Er sah hinüber, erfasste das Wesen des Lords mit allem, was es war. Seine Sinne zerlegten alle Farben der Seele, alle Nuancen der Magie, alle Sphären des Seins. Und er genoss jede Facette dieser Existenz, alles, was dieser Dämon war, gewesen war, was er sich angeeignet hatte und was ihm noch offen stand.

Die Sorge in den Zügen des Lords erzürnte ihn, mehr denn irgendein Ereignis jemals zuvor.

Das Fremde in Traumprinz fällte eine grimmige Entscheidung. Traumprinz schloss die Augen und atmete schwer. Er würde der Anweisung folgen, doch darüber hinaus hatte er keinerlei Gehorsam versprochen und würde sich seinen Spieltrieb keinesfalls nehmen lassen. Sie würden ja sehen, wer von ihnen stärker war.

Er lächelte.

Es kostete kaum Konzentration, sich in die vierte Sphäre zu versetzen. Innerhalb kürzester Zeit befand er sich mitten im Opalpalast und musterte Karigurou. Wie immer beugte sich der greise Dämon über einige Schriftrollen und versuchte ihnen die Wahrheit des Vergangenen zu entlocken. Es bereitete Traumprinz stets ein gewisses Vergnügen, den Lord bei seinen Bemühungen um die alten Sprachen zu beobachten, die Traumprinz selbst makellos beherrschte. Doch diesen Gefallen würde er dem alten Karigurou nicht tun. So blieb die Sache interessanter. Zunächst.

Traumprinz trat der Aufforderung des Lords folgend aus dem Schatten. Karigurou las noch einige Zeilen, ehe er die Schriftrolle beiseite legte und Traumprinz aufwendigen Begrüßungsritus mit gleichgültigem Blick musterte. Diesen Spott hatte der kleine Dämon sich nicht entgehen lassen wollen.

„Was führt dich hierher, kleiner Wanderer? Wie du siehst studiere ich noch immer die araguanischen Künste und wünsche deshalb durchaus nicht, von einem dreisten Eindringling wegen irgendwelchen Nichtigkeiten unterbrochen zu werden.“. Der Lord sprach ebenso langsam wie scharf, obwohl seine Züge noch immer völlige Ruhe demonstrierten.

Traumprinz schenkte ihm ein schelmisches Grinsen. Er legte den Kopf schief und sprach gleichsam zu einem Kind. „Ohhh. Ich dachte, es würde Euch interessieren, mein lieber Lord, wie es zurzeit um Euren geliebten Rivalen, den Vampirlord steht.“

„Durchaus“, erwiderte der Lord gelassen.

„Nun“, begann Traumprinz und hockte sich der fehlenden Sitzgelegenheit wegen auf den Teppich. „Wisst Ihr von dem Mädchen, das er sich ins Haus geholt hat?“.
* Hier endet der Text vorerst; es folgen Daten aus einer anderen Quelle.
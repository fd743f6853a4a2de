//! Health check handler.
//!
//! `/health` is a liveness check: it answers as long as the process is
//! serving requests and checks no dependencies. The JWKS endpoint is not
//! contacted here; key fetch failures show up as 401s and in
//! `rs_jwks_refresh_total{status="error"}`.

/// Liveness handler.
pub async fn health_check() -> &'static str {
    "OK"
}

#[cfg(test)]
mod tests {
    use super::*;

    #[tokio::test]
    async fn test_health_check_returns_ok() {
        assert_eq!(health_check().await, "OK");
    }
}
„Meine Quellen behaupten, er habe sie sogar zur Mylady ernannt. Ein Schritt, der mich zutiefst überrascht hat. Ich wähnte uns beide diese Angelegenheit betreffend in derselben Überzeugung.
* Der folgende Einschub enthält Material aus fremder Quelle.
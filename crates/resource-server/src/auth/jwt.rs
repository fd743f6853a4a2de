//! Bearer token verification.
//!
//! Validates access tokens using public keys fetched from the issuer's JWKS
//! endpoint.
//!
//! # Security
//!
//! - Tokens are size-checked BEFORE parsing (DoS prevention)
//! - Only algorithms on the configured allow-list are accepted; `none` and
//!   the HMAC family are never accepted
//! - The signing key must be published for the token's algorithm
//! - Expiration, not-before and issued-at are validated with clock skew tolerance
//! - Audience and issuer must match the configuration exactly
//! - Every failure has the same generic Display message; the precise reason
//!   is only available through [`VerificationError::reason`]

use crate::auth::claims::{numeric_date, VerifiedClaims};
use crate::auth::jwks::JwksClient;
use crate::observability::metrics::record_token_validation;
use common::jwt::{
    parse_token, validate_exp_at, validate_iat_at, validate_nbf_at, BearerToken,
    JwtValidationError,
};
use jsonwebtoken::Algorithm;
use serde_json::{Map, Value};
use std::str::FromStr;
use std::sync::Arc;
use std::time::Duration;
use thiserror::Error;
use tracing::instrument;

/// Why a token was rejected.
///
/// Checks run in a fixed order and the first failure wins, so a token that
/// is both expired and carries the wrong audience reports `TokenExpired`.
#[derive(Debug, Clone, Copy, Error, PartialEq, Eq, Hash)]
pub enum VerificationError {
    #[error("The access token is invalid or expired")]
    MalformedToken,

    #[error("The access token is invalid or expired")]
    UnsupportedAlgorithm,

    #[error("The access token is invalid or expired")]
    UntrustedSigner,

    #[error("The access token is invalid or expired")]
    InvalidSignature,

    #[error("The access token is invalid or expired")]
    TokenExpired,

    #[error("The access token is invalid or expired")]
    TokenNotYetValid,

    #[error("The access token is invalid or expired")]
    AudienceMismatch,

    #[error("The access token is invalid or expired")]
    IssuerMismatch,
}

impl VerificationError {
    /// Stable code for logs and metric labels.
    pub fn reason(&self) -> &'static str {
        match self {
            VerificationError::MalformedToken => "malformed_token",
            VerificationError::UnsupportedAlgorithm => "unsupported_algorithm",
            VerificationError::UntrustedSigner => "untrusted_signer",
            VerificationError::InvalidSignature => "invalid_signature",
            VerificationError::TokenExpired => "token_expired",
            VerificationError::TokenNotYetValid => "token_not_yet_valid",
            VerificationError::AudienceMismatch => "audience_mismatch",
            VerificationError::IssuerMismatch => "issuer_mismatch",
        }
    }
}

impl From<JwtValidationError> for VerificationError {
    fn from(err: JwtValidationError) -> Self {
        match err {
            JwtValidationError::TokenTooLarge | JwtValidationError::MalformedToken => {
                VerificationError::MalformedToken
            }
            JwtValidationError::Expired => VerificationError::TokenExpired,
            JwtValidationError::NotYetValid | JwtValidationError::IatTooFarInFuture => {
                VerificationError::TokenNotYetValid
            }
        }
    }
}

/// Token verifier bound to one issuer, one audience and one JWKS.
pub struct JwtValidator {
    /// JWKS client for fetching public keys.
    jwks_client: Arc<JwksClient>,

    /// Expected `iss`.
    issuer: String,

    /// Audience this resource server answers to.
    audience: String,

    /// Algorithms accepted in the token header.
    allowed_algorithms: Vec<Algorithm>,

    /// Clock skew tolerance for exp/nbf/iat.
    clock_skew: Duration,
}

impl JwtValidator {
    /// Create a new token verifier.
    ///
    /// HMAC algorithms are dropped from `allowed_algorithms`: a JWKS only
    /// carries public keys.
    pub fn new(
        jwks_client: Arc<JwksClient>,
        issuer: String,
        audience: String,
        allowed_algorithms: Vec<Algorithm>,
        clock_skew: Duration,
    ) -> Self {
        let allowed_algorithms = allowed_algorithms
            .into_iter()
            .filter(|alg| !is_symmetric(*alg))
            .collect();

        Self {
            jwks_client,
            issuer,
            audience,
            allowed_algorithms,
            clock_skew,
        }
    }

    /// Verify a raw bearer token at time `now` (Unix seconds).
    ///
    /// # Security Checks
    ///
    /// 1. Structure - size limit, three base64url segments, JSON header and payload
    /// 2. Header - allow-listed `alg`, `kid` present
    /// 3. Key resolution - key for `kid` exists and supports `alg`
    /// 4. Signature over `header.payload`
    /// 5. Validity window - `exp` (required), `nbf`, `iat`
    /// 6. Audience
    /// 7. Issuer
    ///
    /// # Errors
    ///
    /// Returns the [`VerificationError`] of the first failed check.
    #[instrument(skip_all)]
    pub async fn verify(&self, raw: &str, now: i64) -> Result<VerifiedClaims, VerificationError> {
        let result = self.verify_inner(raw, now).await;

        match &result {
            Ok(_) => {
                record_token_validation("success", "none");
                tracing::debug!(target: "rs.auth.jwt", "Token validated successfully");
            }
            Err(e) => {
                record_token_validation("failure", e.reason());
                tracing::debug!(target: "rs.auth.jwt", reason = e.reason(), "Token rejected");
            }
        }

        result
    }

    async fn verify_inner(&self, raw: &str, now: i64) -> Result<VerifiedClaims, VerificationError> {
        // 1. Structural parse (includes size check via common::jwt)
        let token = parse_token(raw)?;

        // 2. Header
        let alg = self.check_algorithm(&token)?;
        let kid = token
            .header
            .kid
            .as_deref()
            .ok_or(VerificationError::MalformedToken)?;

        // 3. Key resolution
        let key = self.jwks_client.get_key(kid).await.map_err(|e| {
            tracing::warn!(target: "rs.auth.jwt", kid = %kid, error = %e, "Signing key resolution failed");
            VerificationError::UntrustedSigner
        })?;
        if !key.supports(alg) {
            tracing::warn!(
                target: "rs.auth.jwt",
                kid = %kid,
                alg = ?alg,
                key_algorithms = ?key.algorithms(),
                "Token algorithm does not match signing key"
            );
            return Err(VerificationError::UntrustedSigner);
        }

        // 4. Signature
        let valid = jsonwebtoken::crypto::verify(
            token.signature_segment(),
            token.signing_input().as_bytes(),
            key.decoding_key(),
            alg,
        )
        .unwrap_or_else(|e| {
            tracing::debug!(target: "rs.auth.jwt", error = %e, "Signature verification errored");
            false
        });
        if !valid {
            return Err(VerificationError::InvalidSignature);
        }

        // 5. Validity window
        let exp = token
            .claims
            .get("exp")
            .and_then(numeric_date)
            .ok_or(VerificationError::MalformedToken)?;
        validate_exp_at(exp, self.clock_skew, now)?;
        if let Some(nbf) = optional_numeric_date(&token.claims, "nbf")? {
            validate_nbf_at(nbf, self.clock_skew, now)?;
        }
        if let Some(iat) = optional_numeric_date(&token.claims, "iat")? {
            validate_iat_at(iat, self.clock_skew, now)?;
        }

        // 6. Audience
        let audience = audience_set(token.claims.get("aud"));
        if !audience.iter().any(|aud| aud == &self.audience) {
            return Err(VerificationError::AudienceMismatch);
        }

        // 7. Issuer
        let issuer = token.claims.get("iss").and_then(Value::as_str);
        if issuer != Some(self.issuer.as_str()) {
            return Err(VerificationError::IssuerMismatch);
        }

        Ok(VerifiedClaims::new(
            self.issuer.clone(),
            audience,
            exp,
            token.claims,
        ))
    }

    fn check_algorithm(&self, token: &BearerToken<'_>) -> Result<Algorithm, VerificationError> {
        // "none" (any casing) does not parse into an Algorithm
        let alg = Algorithm::from_str(&token.header.alg).map_err(|_| {
            tracing::debug!(target: "rs.auth.jwt", alg = %token.header.alg, "Unknown token algorithm");
            VerificationError::UnsupportedAlgorithm
        })?;

        if is_symmetric(alg) || !self.allowed_algorithms.contains(&alg) {
            tracing::debug!(target: "rs.auth.jwt", alg = ?alg, "Token algorithm not allowed");
            return Err(VerificationError::UnsupportedAlgorithm);
        }

        Ok(alg)
    }
}

fn is_symmetric(alg: Algorithm) -> bool {
    matches!(alg, Algorithm::HS256 | Algorithm::HS384 | Algorithm::HS512)
}

/// An optional time claim. Present but not a NumericDate is malformed.
fn optional_numeric_date(
    claims: &Map<String, Value>,
    name: &'static str,
) -> Result<Option<i64>, VerificationError> {
    match claims.get(name) {
        None => Ok(None),
        Some(value) => numeric_date(value).map(Some).ok_or_else(|| {
            tracing::debug!(target: "rs.auth.jwt", claim = name, "Time claim is not a NumericDate");
            VerificationError::MalformedToken
        }),
    }
}

/// `aud` may be a single string or an array of strings.
fn audience_set(value: Option<&Value>) -> Vec<String> {
    match value {
        Some(Value::String(aud)) => vec![aud.clone()],
        Some(Value::Array(values)) => values
            .iter()
            .filter_map(Value::as_str)
            .map(str::to_string)
            .collect(),
        _ => Vec::new(),
    }
}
Es heißt, sie mute wie ein Menschenkind an, doch verschiedene Dinge liefern Hinweise auf eine andere, mir noch unklare Abstammung. Möglicherweise ist sie die Nachkommin der araguanischen Sagengestalten, der magisch begabten Menschen, von denen die alten Schriftrollen undeutlich Kunde tun? Derer, die diese als Zauberer und Zauberfrauen bezeichnen? Ich glaubte diese Rasse ausgerottet.

Doch andererseits habe ich auch die Rasse der Vampirdämonen einst für ausgelöscht gehalten.“

Traumprinz machte die ehrfurchtsvollste Verbeugung, die ihm das Sitzen gestattete. „Ihr seid ein gelehrter Mann, Lord. Und ich muss der Wahrheit genüge tun und Euch berichten, wie diffus die Hinweise auf die Herkunft des Mädchens sind.“. Er schwieg.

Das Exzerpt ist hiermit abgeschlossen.